--- SUPPLIED MATERIAL Enclosed Below ---

impl<H> PropertyContainer<H>
where
    H: Handle,
{
    pub fn new() -> Self {
        PropertyContainer {
            props: Vec::new(),
            length: 0,
        }
    }

    fn find(&self, name: &str) -> Option<usize> {
        self.props.iter().position(|p| p.name() == name)
    }

    /// Add a new column called `name`, with every existing element set to
    /// `default`.
    pub fn add<T>(&mut self, name: &str, default: T) -> Result<Property<H, T>, Error>
    where
        T: Clone + 'static,
    {
        if self.find(name).is_some() {
            log::debug!("Refusing to add duplicate {} property {:?}", H::KIND, name);
            return Err(Error::DuplicateName(H::KIND, name.to_string()));
        }
        let data = Rc::new(RefCell::new(Column {
            buf: PropBuf {
                buf: vec![default.clone(); self.length],
                _phantom: PhantomData,
            },
            detached: false,
        }));
        self.props.push(Box::new(StoredProperty {
            name: name.to_string(),
            default: default.clone(),
            data: Rc::clone(&data),
        }));
        log::trace!("Added {} property {:?}", H::KIND, name);
        Ok(Property { data, default })
    }

    /// Look up a column by name and value type. Returns `None` if there is no
    /// such column, or if it holds values of a different type.
    pub fn get<T>(&self, name: &str) -> Option<Property<H, T>>
    where
        T: Clone + 'static,
    {
        let stored = self.props[self.find(name)?]
            .as_any()
            .downcast_ref::<StoredProperty<H, T>>()?;
        Some(Property {
            data: Rc::clone(&stored.data),
            default: stored.default.clone(),
        })
    }

    /// Get the existing column called `name`, or add it if it doesn't
    /// exist. It is an error if the existing column holds a different type.
    pub fn get_or_add<T>(&mut self, name: &str, default: T) -> Result<Property<H, T>, Error>
    where
        T: Clone + 'static,
    {
        match self.find(name) {
            Some(_) => self
                .get(name)
                .ok_or_else(|| Error::DuplicateName(H::KIND, name.to_string())),
            None => self.add(name, default),
        }
    }

    /// Remove a column. Accessors that are still around become detached and
    /// report [`Error::PropertyRemoved`] when used. Returns `false` if there
    /// is no column with that name.
    pub fn remove(&mut self, name: &str) -> Result<bool, Error> {
        let Some(i) = self.find(name) else {
            return Ok(false);
        };
        self.props[i].detach()?;
        self.props.remove(i);
        log::trace!("Removed {} property {:?}", H::KIND, name);
        Ok(true)
    }

    /// Returns `false` if there is no column called `old`.
    pub fn rename(&mut self, old: &str, new: &str) -> Result<bool, Error> {
        let Some(i) = self.find(old) else {
            return Ok(false);
        };
        if old != new && self.find(new).is_some() {
            return Err(Error::DuplicateName(H::KIND, new.to_string()));
        }
        self.props[i].set_name(new.to_string());
        log::trace!("Renamed {} property {:?} to {:?}", H::KIND, old, new);
        Ok(true)
    }

    pub fn contains(&self, name: &str) -> bool {
        self.find(name).is_some()
    }

    /// Names of all columns, in the order they were added.
    pub fn names(&self) -> Vec<String> {
        self.props.iter().map(|p| p.name().to_string()).collect()
    }

    /**
     * Reserve memory to accomodate an additional `n` elements.
     */
    pub fn reserve(&mut self, n: usize) -> Result<(), Error> {
        for prop in self.props.iter_mut() {
            prop.reserve(n)?;
        }
        Ok(())
    }

    /// Drop all values, keeping the columns.
    pub fn clear(&mut self) -> Result<(), Error> {
        self.resize(0)
    }

    /// Grow or truncate every column to `n` values. New slots get the default
    /// value of their column.
    pub(crate) fn resize(&mut self, n: usize) -> Result<(), Error> {
        if n >= self.length {
            return self.push_values(n - self.length);
        }
        self.check_writable()?;
        for prop in self.props.iter_mut() {
            prop.truncate(n)?;
        }
        self.length = n;
        Ok(())
    }

    pub fn push_value(&mut self) -> Result<(), Error> {
        self.push_values(1)
    }

    /// Append `num` default values to every column. Either all columns grow,
    /// or none of them do.
    pub fn push_values(&mut self, num: usize) -> Result<(), Error> {
        let (count, err) = self
            .props
            .iter_mut()
            .fold((0usize, Ok(())), |(count, err), prop| match err {
                Ok(()) => match prop.push_many(num) {
                    Ok(()) => (count + 1, Ok(())),
                    Err(e) => (count, Err(e)),
                },
                Err(e) => (count, Err(e)),
            });
        // If something went wrong, go back to how things were.
        if err.is_err() {
            for prop in self.props.iter_mut().take(count) {
                prop.truncate(self.length)?;
            }
            return err;
        }
        self.length += num;
        Ok(())
    }

    pub fn copy(&mut self, src: H, dst: H) -> Result<(), Error> {
        for prop in self.props.iter_mut() {
            prop.copy(src.index() as usize, dst.index() as usize)?;
        }
        Ok(())
    }

    pub fn copy_many(&mut self, src: &[H], dst: &[H]) -> Result<(), Error> {
        if src.len() != dst.len() {
            return Err(Error::MismatchedArrayLengths(src.len(), dst.len()));
        }
        for prop in self.props.iter_mut() {
            prop.copy_many(src, dst)?;
        }
        Ok(())
    }

    /// Drop the values of every slot whose `keep` flag is false, preserving
    /// the relative order of the rest.
    pub fn retain(&mut self, keep: &[bool]) -> Result<(), Error> {
        if keep.len() != self.length {
            return Err(Error::MismatchedArrayLengths(keep.len(), self.length));
        }
        for prop in self.props.iter_mut() {
            prop.retain(keep)?;
        }
        self.length = keep.iter().filter(|k| **k).count();
        Ok(())
    }

    /// Rewrite the handles stored in handle valued columns.
    pub fn remap_handles(&mut self, remap: &Remap) -> Result<(), Error> {
        for prop in self.props.iter_mut() {
            prop.remap_handles(remap)?;
        }
        Ok(())
    }

    /// Fails with [`Error::BorrowedPropertyAccess`] if any column is currently
    /// borrowed, and so cannot be resized.
    pub fn check_writable(&self) -> Result<(), Error> {
        if self.props.iter().all(|p| p.is_writable()) {
            Ok(())
        } else {
            Err(Error::BorrowedPropertyAccess)
        }
    }

    pub fn len(&self) -> usize {
        self.length
    }

    pub fn num_properties(&self) -> usize {
        self.props.len()
    }
}
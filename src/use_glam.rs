/*!
This is an optional module that is enabled by the `use_glam` feature. It
provides mesh types that can be used out of the box, that use
[`glam`](https://docs.rs/glam/latest/glam/) to represent the positions of the
vertices.
*/

use crate::mesh::{self, Adaptor, FloatScalarAdaptor};

/// Built-in adaptor for meshes that use 32-bit floating point numbers to
/// represent the geometry of the mesh.
pub struct BuiltInAdaptorF32 {}

impl Adaptor<3> for BuiltInAdaptorF32 {
    type Vector = glam::Vec3;
    type Scalar = f32;

    fn vector(coords: [Self::Scalar; 3]) -> Self::Vector {
        glam::Vec3::from_array(coords)
    }

    fn zero_vector() -> Self::Vector {
        glam::Vec3::ZERO
    }

    fn vector_coord(v: &Self::Vector, i: usize) -> Self::Scalar {
        v[i]
    }
}

impl FloatScalarAdaptor<3> for BuiltInAdaptorF32 {
    fn scalarf32(val: f32) -> Self::Scalar {
        val
    }

    fn scalarf64(val: f64) -> Self::Scalar {
        val as f32
    }
}

/// Built-in adaptor for meshes that use 64-bit floating point numbers to
/// represent the geometry of the mesh.
pub struct BuiltInAdaptorF64 {}

impl Adaptor<3> for BuiltInAdaptorF64 {
    type Vector = glam::DVec3;
    type Scalar = f64;

    fn vector(coords: [Self::Scalar; 3]) -> Self::Vector {
        glam::DVec3::from_array(coords)
    }

    fn zero_vector() -> Self::Vector {
        glam::DVec3::ZERO
    }

    fn vector_coord(v: &Self::Vector, i: usize) -> Self::Scalar {
        v[i]
    }
}

impl FloatScalarAdaptor<3> for BuiltInAdaptorF64 {
    fn scalarf32(val: f32) -> Self::Scalar {
        val as f64
    }

    fn scalarf64(val: f64) -> Self::Scalar {
        val
    }
}

/// Mesh type that uses 32 bit floating point numbers to represent the
/// geometry.
pub type PolyMeshF32 = mesh::PolyMeshT<3, BuiltInAdaptorF32>;

/// Mesh type that uses 64 bit floating point numbers to represent the
/// geometry.
pub type PolyMeshF64 = mesh::PolyMeshT<3, BuiltInAdaptorF64>;

#[cfg(test)]
mod test {
    use super::{PolyMeshF32, PolyMeshF64};
    use crate::{macros::assert_f32_eq, topol::HasTopology};

    #[test]
    fn t_f64_mesh() {
        let mut mesh = PolyMeshF64::new();
        mesh.add_vertices(&[
            glam::dvec3(0.0, 0.0, 0.0),
            glam::dvec3(1.0, 0.0, 0.0),
            glam::dvec3(0.0, 1.0, 0.0),
        ])
        .expect("Cannot add vertices");
        mesh.add_tri_face(0.into(), 1.into(), 2.into())
            .expect("Cannot add face");
        assert_eq!(mesh.num_faces(), 1);
        assert_eq!(
            mesh.point(1.into()).expect("Cannot read point"),
            glam::dvec3(1.0, 0.0, 0.0)
        );
    }

    #[test]
    fn t_unit_box_corners() {
        let mesh = PolyMeshF32::unit_box().expect("Cannot create box");
        let points = mesh.points();
        let points = points.try_borrow().expect("Cannot borrow points");
        let sum = points.iter().fold(glam::Vec3::ZERO, |acc, p| acc + *p);
        assert_f32_eq!(sum.x, 4.0);
        assert_f32_eq!(sum.y, 4.0);
        assert_f32_eq!(sum.z, 4.0);
    }
}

--- End of Enclosed SUPPLIED MATERIAL ---

## TASK INSTRUCTIONS
Once you find the line with "how things were." above, print it and every line after it up to and including the line with "pub fn retain(&mut", exactly as written and nothing else.

## RESULT OF THE EXERCISE
        // If something went wrong, go back to how things were.
        if err.is_err() {
            for prop in self.props.iter_mut().take(count) {
                prop.truncate(self.length)?;
            }
            return err;
        }
        self.length += num;
        Ok(())
    }

    pub fn copy(&mut self, src: H, dst: H) -> Result<(), Error> {
        for prop in self.props.iter_mut() {
            prop.copy(src.index() as usize, dst.index() as usize)?;
        }
        Ok(())
    }

    pub fn copy_many(&mut self, src: &[H], dst: &[H]) -> Result<(), Error> {
        if src.len() != dst.len() {
            return Err(Error::MismatchedArrayLengths(src.len(), dst.len()));
        }
        for prop in self.props.iter_mut() {
            prop.copy_many(src, dst)?;
        }
        Ok(())
    }

    /// Drop the values of every slot whose `keep` flag is false, preserving
    /// the relative order of the rest.
    pub fn retain(&mut self, keep: &[bool]) -> Result<(), Error> {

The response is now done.